WHAT IS NEEDED: Below are the records; repeat them in full, exactly.

[Stored data]
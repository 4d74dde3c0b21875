// SPDX-License-Identifier: AGPL-3.0-only
// Copyright (C) 2024 Jonathan Lee
// This program is free software: you can redistribute it and/or modify
// it under the terms of the GNU Affero General Public License version 3
// as published by the Free Software Foundation.
// This program is distributed in the hope that it will be useful,
// but WITHOUT ANY WARRANTY; without even the implied warranty of
// MERCHANTABILITY or FITNESS FOR A PARTICULAR PURPOSE.
// See the GNU Affero General Public License for more details.
// You should have received a copy of the GNU Affero General Public License
// along with this program. If not, see https://www.gnu.org/licenses/.

use serde::{Deserialize, Serialize};

#[derive(Debug, Clone, Serialize, Deserialize, PartialEq, Eq)]
pub struct ColumnDescriptor {
    pub name: String,
    #[serde(default)]
    pub description: String,
    #[serde(default)]
    pub example: String,
}

impl ColumnDescriptor {
    pub fn new(name: &str, description: &str, example: &str) -> Self {
        Self {
            name: name.to_string(),
            description: description.to_string(),
            example: example.to_string(),
        }
    }

    pub fn searchable_text(&self) -> String {
        let mut text = format!("{}. {}", self.name, self.description);
        if !self.example.is_empty() && self.example != "-" {
            text.push_str(&format!(" Example: {}", self.example));
        }
        text
    }
}

#[cfg(test)]
mod tests {
    use super::*;

    #[test]
    fn searchable_text_includes_example_when_present() {
        let descriptor = ColumnDescriptor::new("Drugname", "Prescribed drug", "Latanoprost");
        assert_eq!(
            descriptor.searchable_text(),
            "Drugname. Prescribed drug Example: Latanoprost"
        );
    }

    #[test]
    fn searchable_text_skips_placeholder_example() {
        let descriptor = ColumnDescriptor::new("Drugname", "Prescribed drug", "-");
        assert_eq!(descriptor.searchable_text(), "Drugname. Prescribed drug");
    }
}
// SPDX-License-Identifier: AGPL-3.0-only
// Copyright (C) 2024 Jonathan Lee
// This program is free software: you can redistribute it and/or modify
// it under the terms of the GNU Affero General Public License version 3
// as published by the Free Software Foundation.
// This program is distributed in the hope that it will be useful,
// but WITHOUT ANY WARRANTY; without even the implied warranty of
// MERCHANTABILITY or FITNESS FOR A PARTICULAR PURPOSE.
// See the GNU Affero General Public License for more details.
// You should have received a copy of the GNU Affero General Public License
// along with this program. If not, see https://www.gnu.org/licenses/.

use axum::extract::State;
use axum::http::StatusCode;
use axum::routing::{get, post};
use axum::{Json, Router};
use serde::{Deserialize, Serialize};
use slate::{build_engine, SlateConfig, WorkflowEngine};
use std::path::Path;
use std::sync::Arc;
use tracing::{error, info};

#[derive(Clone)]
struct AppState {
    engine: Arc<WorkflowEngine>,
}

#[derive(Debug, Deserialize)]
struct QueryRequest {
    query: String,
}

#[derive(Debug, Serialize)]
struct HealthResponse {
    status: &'static str,
    rows: usize,
    columns: usize,
    capability_available: bool,
}

#[derive(Debug, Serialize)]
struct SchemaColumn {
    name: String,
    description: String,
    example: String,
}

#[tokio::main]
async fn main() -> Result<(), Box<dyn std::error::Error>> {
    tracing_subscriber::fmt()
        .with_max_level(tracing::Level::INFO)
        .with_target(false)
        .init();

    dotenvy::dotenv().ok();

    let config_path = std::env::var("SLATE_CONFIG").unwrap_or_else(|_| "slate.toml".to_string());
    let config = SlateConfig::load(Some(Path::new(&config_path)))?;
    let bind_addr = config.server.bind_addr.clone();

    info!("Initialising the query workflow engine");
    let engine = Arc::new(build_engine(&config).await?);
    let state = AppState { engine };

    let app = Router::new()
        .route("/health", get(health))
        .route("/api/query", post(process_query))
        .route("/api/schema/columns", get(schema_columns))
        .with_state(state);

    info!(addr = %bind_addr, "Slate server listening");
    let listener = tokio::net::TcpListener::bind(&bind_addr).await?;
    axum::serve(listener, app).await?;
    Ok(())
}

async fn health(State(state): State<AppState>) -> Json<HealthResponse> {
    let capability_available = state.engine.generator_health().await;
    Json(HealthResponse {
        status: "ok",
        rows: state.engine.executor().row_count(),
        columns: state.engine.schema().len(),
        capability_available,
    })
}

async fn process_query(
    State(state): State<AppState>,
    Json(request): Json<QueryRequest>,
) -> Result<Json<slate::SessionOutcome>, (StatusCode, String)> {
    if request.query.trim().is_empty() {
        return Err((StatusCode::BAD_REQUEST, "query must not be empty".to_string()));
    }

    match state.engine.run(&request.query).await {
        Ok(outcome) => Ok(Json(outcome)),
        Err(e) => {
            error!(error = %e, "Query processing failed");
            Err((
                StatusCode::INTERNAL_SERVER_ERROR,
                format!("Error processing query: {e}"),
            ))
        }
    }
}

async fn schema_columns(State(state): State<AppState>) -> Json<serde_json::Value> {
    let columns: Vec<SchemaColumn> = state
        .engine
        .schema()
        .descriptors()
        .iter()
        .map(|descriptor| SchemaColumn {
            name: descriptor.name.clone(),
            description: descriptor.description.clone(),
            example: descriptor.example.clone(),
        })
        .collect();
    Json(serde_json::json!({ "columns": columns }))
}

ANSWER BOX:
repository 4d74dde3c0b21875
// SPDX-License-Identifier: AGPL-3.0-only
// Copyright (C) 2024 Jonathan Lee
// This program is free software: you can redistribute it and/or modify
// it under the terms of the GNU Affero General Public License version 3
// as published by the Free Software Foundation.
// This program is distributed in the hope that it will be useful,
// but WITHOUT ANY WARRANTY; without even the implied warranty of
// MERCHANTABILITY or FITNESS FOR A PARTICULAR PURPOSE.
// See the GNU Affero General Public License for more details.
// You should have received a copy of the GNU Affero General Public License
// along with this program. If not, see https://www.gnu.org/licenses/.

use serde::{Deserialize, Serialize};

#[derive(Debug, Clone, Serialize, Deserialize, PartialEq, Eq)]
pub struct ColumnDescriptor {
    pub name: String,
    #[serde(default)]
    pub description: String,
    #[serde(default)]
    pub example: String,
}

impl ColumnDescriptor {
    pub fn new(name: &str, description: &str, example: &str) -> Self {
        Self {
            name: name.to_string(),
            description: description.to_string(),
            example: example.to_string(),
        }
    }

    pub fn searchable_text(&self) -> String {
        let mut text = format!("{}. {}", self.name, self.description);
        if !self.example.is_empty() && self.example != "-" {
            text.push_str(&format!(" Example: {}", self.example));
        }
        text
    }
}

#[cfg(test)]
mod tests {
    use super::*;

    #[test]
    fn searchable_text_includes_example_when_present() {
        let descriptor = ColumnDescriptor::new("Drugname", "Prescribed drug", "Latanoprost");
        assert_eq!(
            descriptor.searchable_text(),
            "Drugname. Prescribed drug Example: Latanoprost"
        );
    }

    #[test]
    fn searchable_text_skips_placeholder_example() {
        let descriptor = ColumnDescriptor::new("Drugname", "Prescribed drug", "-");
        assert_eq!(descriptor.searchable_text(), "Drugname. Prescribed drug");
    }
}
// SPDX-License-Identifier: AGPL-3.0-only
// Copyright (C) 2024 Jonathan Lee
// This program is free software: you can redistribute it and/or modify
// it under the terms of the GNU Affero General Public License version 3
// as published by the Free Software Foundation.
// This program is distributed in the hope that it will be useful,
// but WITHOUT ANY WARRANTY; without even the implied warranty of
// MERCHANTABILITY or FITNESS FOR A PARTICULAR PURPOSE.
// See the GNU Affero General Public License for more details.
// You should have received a copy of the GNU Affero General Public License
// along with this program. If not, see https://www.gnu.org/licenses/.

use axum::extract::State;
use axum::http::StatusCode;
use axum::routing::{get, post};
use axum::{Json, Router};
use serde::{Deserialize, Serialize};
use slate::{build_engine, SlateConfig, WorkflowEngine};
use std::path::Path;
use std::sync::Arc;
use tracing::{error, info};

#[derive(Clone)]
struct AppState {
    engine: Arc<WorkflowEngine>,
}

#[derive(Debug, Deserialize)]
struct QueryRequest {
    query: String,
}

#[derive(Debug, Serialize)]
struct HealthResponse {
    status: &'static str,
    rows: usize,
    columns: usize,
    capability_available: bool,
}

#[derive(Debug, Serialize)]
struct SchemaColumn {
    name: String,
    description: String,
    example: String,
}

#[tokio::main]
async fn main() -> Result<(), Box<dyn std::error::Error>> {
    tracing_subscriber::fmt()
        .with_max_level(tracing::Level::INFO)
        .with_target(false)
        .init();

    dotenvy::dotenv().ok();

    let config_path = std::env::var("SLATE_CONFIG").unwrap_or_else(|_| "slate.toml".to_string());
    let config = SlateConfig::load(Some(Path::new(&config_path)))?;
    let bind_addr = config.server.bind_addr.clone();

    info!("Initialising the query workflow engine");
    let engine = Arc::new(build_engine(&config).await?);
    let state = AppState { engine };

    let app = Router::new()
        .route("/health", get(health))
        .route("/api/query", post(process_query))
        .route("/api/schema/columns", get(schema_columns))
        .with_state(state);

    info!(addr = %bind_addr, "Slate server listening");
    let listener = tokio::net::TcpListener::bind(&bind_addr).await?;
    axum::serve(listener, app).await?;
    Ok(())
}

async fn health(State(state): State<AppState>) -> Json<HealthResponse> {
    let capability_available = state.engine.generator_health().await;
    Json(HealthResponse {
        status: "ok",
        rows: state.engine.executor().row_count(),
        columns: state.engine.schema().len(),
        capability_available,
    })
}

async fn process_query(
    State(state): State<AppState>,
    Json(request): Json<QueryRequest>,
) -> Result<Json<slate::SessionOutcome>, (StatusCode, String)> {
    if request.query.trim().is_empty() {
        return Err((StatusCode::BAD_REQUEST, "query must not be empty".to_string()));
    }

    match state.engine.run(&request.query).await {
        Ok(outcome) => Ok(Json(outcome)),
        Err(e) => {
            error!(error = %e, "Query processing failed");
            Err((
                StatusCode::INTERNAL_SERVER_ERROR,
                format!("Error processing query: {e}"),
            ))
        }
    }
}

async fn schema_columns(State(state): State<AppState>) -> Json<serde_json::Value> {
    let columns: Vec<SchemaColumn> = state
        .engine
        .schema()
        .descriptors()
        .iter()
        .map(|descriptor| SchemaColumn {
            name: descriptor.name.clone(),
            description: descriptor.description.clone(),
            example: descriptor.example.clone(),
        })
        .collect();
    Json(serde_json::json!({ "columns": columns }))
}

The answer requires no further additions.